-------- Task inputs --------

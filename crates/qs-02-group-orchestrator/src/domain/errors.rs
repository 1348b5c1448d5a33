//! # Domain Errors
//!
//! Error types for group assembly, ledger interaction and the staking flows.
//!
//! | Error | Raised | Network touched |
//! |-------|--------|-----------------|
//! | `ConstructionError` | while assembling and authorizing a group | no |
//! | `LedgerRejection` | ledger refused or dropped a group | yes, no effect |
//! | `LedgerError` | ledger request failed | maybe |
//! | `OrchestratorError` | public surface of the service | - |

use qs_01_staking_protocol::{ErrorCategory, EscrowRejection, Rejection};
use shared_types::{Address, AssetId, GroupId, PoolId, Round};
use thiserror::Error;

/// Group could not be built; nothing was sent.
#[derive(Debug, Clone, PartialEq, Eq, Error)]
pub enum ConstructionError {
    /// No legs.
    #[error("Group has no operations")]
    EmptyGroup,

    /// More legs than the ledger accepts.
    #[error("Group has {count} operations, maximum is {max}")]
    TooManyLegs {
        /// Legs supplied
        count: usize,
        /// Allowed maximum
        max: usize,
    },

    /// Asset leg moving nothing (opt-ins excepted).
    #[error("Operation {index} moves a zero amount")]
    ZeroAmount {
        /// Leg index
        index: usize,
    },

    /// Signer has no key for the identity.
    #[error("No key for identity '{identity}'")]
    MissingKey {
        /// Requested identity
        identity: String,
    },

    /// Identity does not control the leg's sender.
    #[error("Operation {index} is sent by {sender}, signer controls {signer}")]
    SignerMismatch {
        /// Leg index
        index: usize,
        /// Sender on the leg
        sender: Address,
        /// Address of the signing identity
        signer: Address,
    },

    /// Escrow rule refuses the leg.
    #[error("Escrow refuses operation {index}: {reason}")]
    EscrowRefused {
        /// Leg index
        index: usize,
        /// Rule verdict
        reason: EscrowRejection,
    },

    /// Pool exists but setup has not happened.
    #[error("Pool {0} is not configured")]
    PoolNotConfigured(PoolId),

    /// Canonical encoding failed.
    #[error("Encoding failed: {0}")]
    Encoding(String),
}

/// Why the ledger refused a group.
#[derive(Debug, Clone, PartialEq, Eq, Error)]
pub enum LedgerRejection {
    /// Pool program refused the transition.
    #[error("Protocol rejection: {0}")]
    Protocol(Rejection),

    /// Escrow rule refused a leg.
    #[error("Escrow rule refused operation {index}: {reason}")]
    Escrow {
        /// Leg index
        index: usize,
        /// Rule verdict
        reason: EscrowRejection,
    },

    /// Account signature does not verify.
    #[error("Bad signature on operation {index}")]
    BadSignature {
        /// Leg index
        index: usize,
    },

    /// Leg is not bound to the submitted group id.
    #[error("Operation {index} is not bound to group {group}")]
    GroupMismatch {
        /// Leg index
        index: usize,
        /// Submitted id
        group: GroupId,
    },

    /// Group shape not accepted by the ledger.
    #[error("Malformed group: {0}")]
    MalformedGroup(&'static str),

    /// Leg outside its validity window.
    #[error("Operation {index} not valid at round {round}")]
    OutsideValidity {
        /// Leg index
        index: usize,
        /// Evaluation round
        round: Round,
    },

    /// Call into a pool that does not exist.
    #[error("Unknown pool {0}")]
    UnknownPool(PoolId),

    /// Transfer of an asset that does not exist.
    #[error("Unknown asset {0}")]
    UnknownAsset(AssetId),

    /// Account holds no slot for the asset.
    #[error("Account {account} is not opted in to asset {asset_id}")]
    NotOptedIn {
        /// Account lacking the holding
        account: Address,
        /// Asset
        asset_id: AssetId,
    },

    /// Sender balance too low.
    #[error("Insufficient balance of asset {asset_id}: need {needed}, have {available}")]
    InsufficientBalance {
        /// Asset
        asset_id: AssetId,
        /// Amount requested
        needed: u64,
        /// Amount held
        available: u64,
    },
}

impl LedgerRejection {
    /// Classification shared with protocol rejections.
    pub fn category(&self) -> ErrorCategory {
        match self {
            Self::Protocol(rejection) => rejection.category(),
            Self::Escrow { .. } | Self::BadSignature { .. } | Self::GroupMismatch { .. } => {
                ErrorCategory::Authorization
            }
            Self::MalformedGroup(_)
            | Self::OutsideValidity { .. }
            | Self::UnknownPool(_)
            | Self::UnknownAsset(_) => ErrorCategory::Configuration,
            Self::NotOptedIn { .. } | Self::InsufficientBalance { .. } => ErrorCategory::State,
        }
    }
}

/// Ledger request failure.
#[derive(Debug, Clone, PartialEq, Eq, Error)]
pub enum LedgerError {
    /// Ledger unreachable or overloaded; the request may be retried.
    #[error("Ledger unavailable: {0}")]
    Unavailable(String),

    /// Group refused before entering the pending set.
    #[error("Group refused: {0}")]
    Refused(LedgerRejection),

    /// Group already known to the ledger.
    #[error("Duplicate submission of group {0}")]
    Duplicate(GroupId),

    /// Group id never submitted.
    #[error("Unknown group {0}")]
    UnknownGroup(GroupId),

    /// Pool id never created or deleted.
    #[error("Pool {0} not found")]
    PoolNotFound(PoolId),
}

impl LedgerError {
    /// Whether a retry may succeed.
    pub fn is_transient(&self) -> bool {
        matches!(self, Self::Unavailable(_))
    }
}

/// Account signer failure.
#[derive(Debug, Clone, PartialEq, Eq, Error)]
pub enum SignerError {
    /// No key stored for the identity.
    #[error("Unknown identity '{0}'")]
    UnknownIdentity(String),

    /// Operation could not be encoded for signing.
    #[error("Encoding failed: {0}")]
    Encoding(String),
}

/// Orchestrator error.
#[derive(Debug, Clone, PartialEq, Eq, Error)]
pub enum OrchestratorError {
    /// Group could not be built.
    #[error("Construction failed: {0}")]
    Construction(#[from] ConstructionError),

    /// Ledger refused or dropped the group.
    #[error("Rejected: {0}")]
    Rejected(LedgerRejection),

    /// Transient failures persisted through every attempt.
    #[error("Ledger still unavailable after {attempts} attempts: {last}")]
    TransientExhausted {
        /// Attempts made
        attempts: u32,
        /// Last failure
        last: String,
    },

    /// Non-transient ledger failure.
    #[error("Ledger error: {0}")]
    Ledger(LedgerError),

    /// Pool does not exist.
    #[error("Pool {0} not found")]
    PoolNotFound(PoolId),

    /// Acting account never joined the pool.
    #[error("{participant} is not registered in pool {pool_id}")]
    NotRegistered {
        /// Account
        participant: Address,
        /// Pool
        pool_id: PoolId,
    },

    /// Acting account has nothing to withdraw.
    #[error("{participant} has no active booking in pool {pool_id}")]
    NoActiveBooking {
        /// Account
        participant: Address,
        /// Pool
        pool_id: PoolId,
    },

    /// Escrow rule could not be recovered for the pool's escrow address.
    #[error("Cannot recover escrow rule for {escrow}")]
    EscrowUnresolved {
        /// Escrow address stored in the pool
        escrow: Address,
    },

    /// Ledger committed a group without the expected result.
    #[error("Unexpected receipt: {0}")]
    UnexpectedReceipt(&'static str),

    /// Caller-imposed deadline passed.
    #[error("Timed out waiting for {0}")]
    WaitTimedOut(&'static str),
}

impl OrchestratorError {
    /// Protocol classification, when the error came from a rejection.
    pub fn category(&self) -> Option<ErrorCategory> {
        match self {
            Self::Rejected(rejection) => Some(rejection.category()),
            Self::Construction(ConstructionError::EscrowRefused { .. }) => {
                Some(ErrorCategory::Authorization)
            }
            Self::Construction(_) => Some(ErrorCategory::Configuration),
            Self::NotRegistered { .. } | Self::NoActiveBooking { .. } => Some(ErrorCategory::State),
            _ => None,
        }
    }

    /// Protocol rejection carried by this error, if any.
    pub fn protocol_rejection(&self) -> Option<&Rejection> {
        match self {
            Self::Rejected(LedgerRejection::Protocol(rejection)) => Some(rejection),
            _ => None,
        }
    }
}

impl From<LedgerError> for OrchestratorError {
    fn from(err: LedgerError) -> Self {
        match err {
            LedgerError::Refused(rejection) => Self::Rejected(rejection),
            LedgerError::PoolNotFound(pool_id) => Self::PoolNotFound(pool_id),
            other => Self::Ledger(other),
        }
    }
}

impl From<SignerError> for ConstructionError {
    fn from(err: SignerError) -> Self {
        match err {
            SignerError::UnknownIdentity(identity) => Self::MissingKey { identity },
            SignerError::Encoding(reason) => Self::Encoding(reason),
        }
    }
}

--------
-------- Task inputs --------

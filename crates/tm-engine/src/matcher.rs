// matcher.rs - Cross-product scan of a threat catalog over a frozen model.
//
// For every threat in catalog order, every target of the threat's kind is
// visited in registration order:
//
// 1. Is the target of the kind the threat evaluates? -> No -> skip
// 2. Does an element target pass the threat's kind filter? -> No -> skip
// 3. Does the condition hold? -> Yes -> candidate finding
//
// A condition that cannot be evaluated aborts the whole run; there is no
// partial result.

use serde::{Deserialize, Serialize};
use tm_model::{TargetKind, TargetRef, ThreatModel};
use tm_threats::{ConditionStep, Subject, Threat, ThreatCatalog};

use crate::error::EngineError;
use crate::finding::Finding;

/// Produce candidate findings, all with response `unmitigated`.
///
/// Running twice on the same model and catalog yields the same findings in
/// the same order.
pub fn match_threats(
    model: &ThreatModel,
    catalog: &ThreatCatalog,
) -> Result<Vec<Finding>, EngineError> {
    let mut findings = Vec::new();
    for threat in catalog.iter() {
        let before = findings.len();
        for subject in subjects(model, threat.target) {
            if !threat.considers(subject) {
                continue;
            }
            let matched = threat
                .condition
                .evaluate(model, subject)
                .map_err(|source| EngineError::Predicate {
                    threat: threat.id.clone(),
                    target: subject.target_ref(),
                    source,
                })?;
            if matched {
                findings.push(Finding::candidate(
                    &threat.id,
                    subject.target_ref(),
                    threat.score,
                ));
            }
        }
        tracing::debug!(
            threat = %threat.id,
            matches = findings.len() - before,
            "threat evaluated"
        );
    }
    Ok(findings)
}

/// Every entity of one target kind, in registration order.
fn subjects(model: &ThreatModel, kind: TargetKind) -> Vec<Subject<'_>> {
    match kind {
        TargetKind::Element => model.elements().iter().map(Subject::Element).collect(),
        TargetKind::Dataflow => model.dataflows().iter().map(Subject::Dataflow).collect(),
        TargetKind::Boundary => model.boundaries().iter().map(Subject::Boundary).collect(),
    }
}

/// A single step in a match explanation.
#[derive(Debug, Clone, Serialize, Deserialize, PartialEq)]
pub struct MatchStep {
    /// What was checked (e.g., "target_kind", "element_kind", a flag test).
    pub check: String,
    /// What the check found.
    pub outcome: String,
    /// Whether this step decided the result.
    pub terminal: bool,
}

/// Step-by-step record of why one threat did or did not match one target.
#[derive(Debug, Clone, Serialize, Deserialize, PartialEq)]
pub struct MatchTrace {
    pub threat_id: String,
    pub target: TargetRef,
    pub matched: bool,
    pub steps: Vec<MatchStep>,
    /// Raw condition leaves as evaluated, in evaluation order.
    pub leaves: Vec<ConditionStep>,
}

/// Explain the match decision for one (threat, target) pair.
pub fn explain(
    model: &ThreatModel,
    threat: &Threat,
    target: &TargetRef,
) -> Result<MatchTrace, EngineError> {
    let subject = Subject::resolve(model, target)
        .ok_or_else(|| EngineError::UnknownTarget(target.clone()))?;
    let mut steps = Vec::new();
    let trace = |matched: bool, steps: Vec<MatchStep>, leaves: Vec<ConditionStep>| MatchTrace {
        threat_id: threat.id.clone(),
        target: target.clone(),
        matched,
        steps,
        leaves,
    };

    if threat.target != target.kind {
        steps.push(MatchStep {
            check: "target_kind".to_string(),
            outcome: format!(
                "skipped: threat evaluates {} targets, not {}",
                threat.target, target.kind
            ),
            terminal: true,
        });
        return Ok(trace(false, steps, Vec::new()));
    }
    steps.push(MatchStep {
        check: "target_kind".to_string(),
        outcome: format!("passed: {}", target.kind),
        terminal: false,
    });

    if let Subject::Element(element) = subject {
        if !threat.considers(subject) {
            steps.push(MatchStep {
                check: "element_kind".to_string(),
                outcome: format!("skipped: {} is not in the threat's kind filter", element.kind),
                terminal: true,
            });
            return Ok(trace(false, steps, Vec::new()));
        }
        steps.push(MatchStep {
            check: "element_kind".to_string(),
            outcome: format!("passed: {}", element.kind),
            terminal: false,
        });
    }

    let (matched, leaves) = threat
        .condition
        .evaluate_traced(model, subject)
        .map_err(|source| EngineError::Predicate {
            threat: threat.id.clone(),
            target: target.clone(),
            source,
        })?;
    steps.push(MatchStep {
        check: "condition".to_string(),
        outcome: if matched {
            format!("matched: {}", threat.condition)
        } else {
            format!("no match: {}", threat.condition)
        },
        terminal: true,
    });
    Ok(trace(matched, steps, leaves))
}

--------

» Task statement: Could you repeat exactly the lines above from the line with "filename crates/qs-02-group-orchestrator/src/domain/errors.rs" up to and including the line with "failed | maybe |", and only those?

» Response:
filename crates/qs-02-group-orchestrator/src/domain/errors.rs
repository 1348b5c1448d5a33
//! # Domain Errors
//!
//! Error types for group assembly, ledger interaction and the staking flows.
//!
//! | Error | Raised | Network touched |
//! |-------|--------|-----------------|
//! | `ConstructionError` | while assembling and authorizing a group | no |
//! | `LedgerRejection` | ledger refused or dropped a group | yes, no effect |
//! | `LedgerError` | ledger request failed | maybe |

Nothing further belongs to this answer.